▶
//! Contact record and its key-value wire shape.
//!
//! # Responsibility
//! - Provide the `Contact` value object (`name`, `phone`, `email`).
//! - Convert between `Contact` and the plain key-value map stored on disk.
//!
//! # Invariants
//! - `to_kv()` emits exactly the keys `name`, `phone`, `email`.
//! - `from_kv()` requires all three keys as strings and ignores extra keys.
//! - Presence validation is applied on insert paths only, never on load.

use serde::Serialize;
use serde_json::{Map, Value};
use std::error::Error;
use std::fmt::{Display, Formatter};

/// Key-value representation of one contact in the backing file.
pub type ContactKv = Map<String, Value>;

pub const FIELD_NAME: &str = "name";
pub const FIELD_PHONE: &str = "phone";
pub const FIELD_EMAIL: &str = "email";

/// One address book entry.
///
/// The derived `Serialize` writes the same object as `to_kv()`; storage uses
/// it to encode whole contact lists.
#[derive(Debug, Clone, PartialEq, Eq, Serialize)]
pub struct Contact {
    /// Display name, also used as the case-insensitive lookup key.
    pub name: String,
    pub phone: String,
    pub email: String,
}

/// Raised when a persisted key-value map cannot become a `Contact`.
#[derive(Debug, Clone, PartialEq, Eq)]
pub enum MalformedRecordError {
    MissingField(&'static str),
    InvalidFieldType(&'static str),
}

impl Display for MalformedRecordError {
    fn fmt(&self, f: &mut Formatter<'_>) -> std::fmt::Result {
        match self {
            Self::MissingField(field) => write!(f, "contact record is missing `{field}`"),
            Self::InvalidFieldType(field) => {
                write!(f, "contact record field `{field}` must be a string")
            }
        }
    }
}

impl Error for MalformedRecordError {}

/// Presence-only validation failure for user-supplied contacts.
#[derive(Debug, Clone, PartialEq, Eq)]
pub enum ContactValidationError {
    EmptyField(&'static str),
}

impl Display for ContactValidationError {
    fn fmt(&self, f: &mut Formatter<'_>) -> std::fmt::Result {
        match self {
            Self::EmptyField(field) => write!(f, "contact `{field}` cannot be empty"),
        }
    }
}

impl Error for ContactValidationError {}

impl Contact {
    pub fn new(
        name: impl Into<String>,
        phone: impl Into<String>,
        email: impl Into<String>,
    ) -> Self {
        Self {
            name: name.into(),
            phone: phone.into(),
            email: email.into(),
        }
    }

    /// Serializes this contact into its on-disk key-value map.
    pub fn to_kv(&self) -> ContactKv {
        let mut kv = ContactKv::new();
        kv.insert(FIELD_NAME.to_string(), Value::String(self.name.clone()));
        kv.insert(FIELD_PHONE.to_string(), Value::String(self.phone.clone()));
        kv.insert(FIELD_EMAIL.to_string(), Value::String(self.email.clone()));
        kv
    }

    /// Rebuilds a contact from a key-value map.
    ///
    /// # Errors
    /// - `MissingField` when any of `name|phone|email` is absent.
    /// - `InvalidFieldType` when a required key holds a non-string value.
    pub fn from_kv(kv: &ContactKv) -> Result<Self, MalformedRecordError> {
        let name = required_text(kv, FIELD_NAME)?;
        let phone = required_text(kv, FIELD_PHONE)?;
        let email = required_text(kv, FIELD_EMAIL)?;
        Ok(Self { name, phone, email })
    }

    /// Checks that every field is non-blank.
    pub fn validate(&self) -> Result<(), ContactValidationError> {
        for (field, value) in [
            (FIELD_NAME, &self.name),
            (FIELD_PHONE, &self.phone),
            (FIELD_EMAIL, &self.email),
        ] {
            if value.trim().is_empty() {
                return Err(ContactValidationError::EmptyField(field));
            }
        }
        Ok(())
    }

    /// Case-insensitive exact comparison against the lookup key.
    pub fn matches_name(&self, name: &str) -> bool {
        self.name.to_lowercase() == name.to_lowercase()
    }

    /// Renders `name - phone - email` for list views.
    pub fn display_line(&self) -> String {
        format!("{} - {} - {}", self.name, self.phone, self.email)
    }
}

fn required_text(kv: &ContactKv, field: &'static str) -> Result<String, MalformedRecordError> {
    match kv.get(field) {
        Some(Value::String(value)) => Ok(value.clone()),
        Some(_) => Err(MalformedRecordError::InvalidFieldType(field)),
        None => Err(MalformedRecordError::MissingField(field)),
    }
}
◀
Lines before the one containing "let email = required_text(kv, FIELD_EMAIL)?;" are to be left out; that line and every line after it through the end of the data should be copied exactly.

▶ **Written response**
        let email = required_text(kv, FIELD_EMAIL)?;
        Ok(Self { name, phone, email })
    }

    /// Checks that every field is non-blank.
    pub fn validate(&self) -> Result<(), ContactValidationError> {
        for (field, value) in [
            (FIELD_NAME, &self.name),
            (FIELD_PHONE, &self.phone),
            (FIELD_EMAIL, &self.email),
        ] {
            if value.trim().is_empty() {
                return Err(ContactValidationError::EmptyField(field));
            }
        }
        Ok(())
    }

    /// Case-insensitive exact comparison against the lookup key.
    pub fn matches_name(&self, name: &str) -> bool {
        self.name.to_lowercase() == name.to_lowercase()
    }

    /// Renders `name - phone - email` for list views.
    pub fn display_line(&self) -> String {
        format!("{} - {} - {}", self.name, self.phone, self.email)
    }
}

fn required_text(kv: &ContactKv, field: &'static str) -> Result<String, MalformedRecordError> {
    match kv.get(field) {
        Some(Value::String(value)) => Ok(value.clone()),
        Some(_) => Err(MalformedRecordError::InvalidFieldType(field)),
        None => Err(MalformedRecordError::MissingField(field)),
    }
}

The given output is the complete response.